Dall’altro lato, le aziende che generano il ”Pil Performante” hanno non solo la possibilità ma anche la responsabilità di trainare il sistema economico tramite il costante miglioramento dei loro processi aziendali. Queste aziende, di tutte le dimensioni e settori, non solo dovrebbero perseguire il Miglioramento Continuo dei propri processi per ridurre gli sprechi e aumentare i profitti ma anche applicarlo in chiave strategica verso due aree al di fuori dell’orizzonte immediato dell’azienda.
Il primo fronte da curare è quello dei fornitori: allineando le procedure interne dell’azienda ai principi Lean, che comprendono migliore gestione dei magazzini e riduzione delle non-conformità si genera un forte elemento di selezione dei sub-fornitori di parti e servizi che può spingere queste compagnie a efficientare esse stesse, applicando i principi Lean.

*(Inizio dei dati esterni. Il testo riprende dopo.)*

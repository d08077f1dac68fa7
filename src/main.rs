fn main() -> anyhow::Result<()> {
    chance_to_beat_lib::run(std::env::args().skip(1).collect())
}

Questo processo sarebbe poi di particolare vantaggio se andasse a coinvolgere le aziende facenti parte del “Pil Sottoperformante”.
Il secondo e cruciale elemento è invece quello della liberazione di risorse per la ricerca e l’innovazione tecnologica. Un’azienda performante, grazie al L6S, può liberare grandi risorse sottoutilizzate o a volte semplicemente non rappresentate adeguatamente nel bilancio aziendale e utilizzarle per finanziare ricerca e mantenere così il proprio vantaggio competitivo.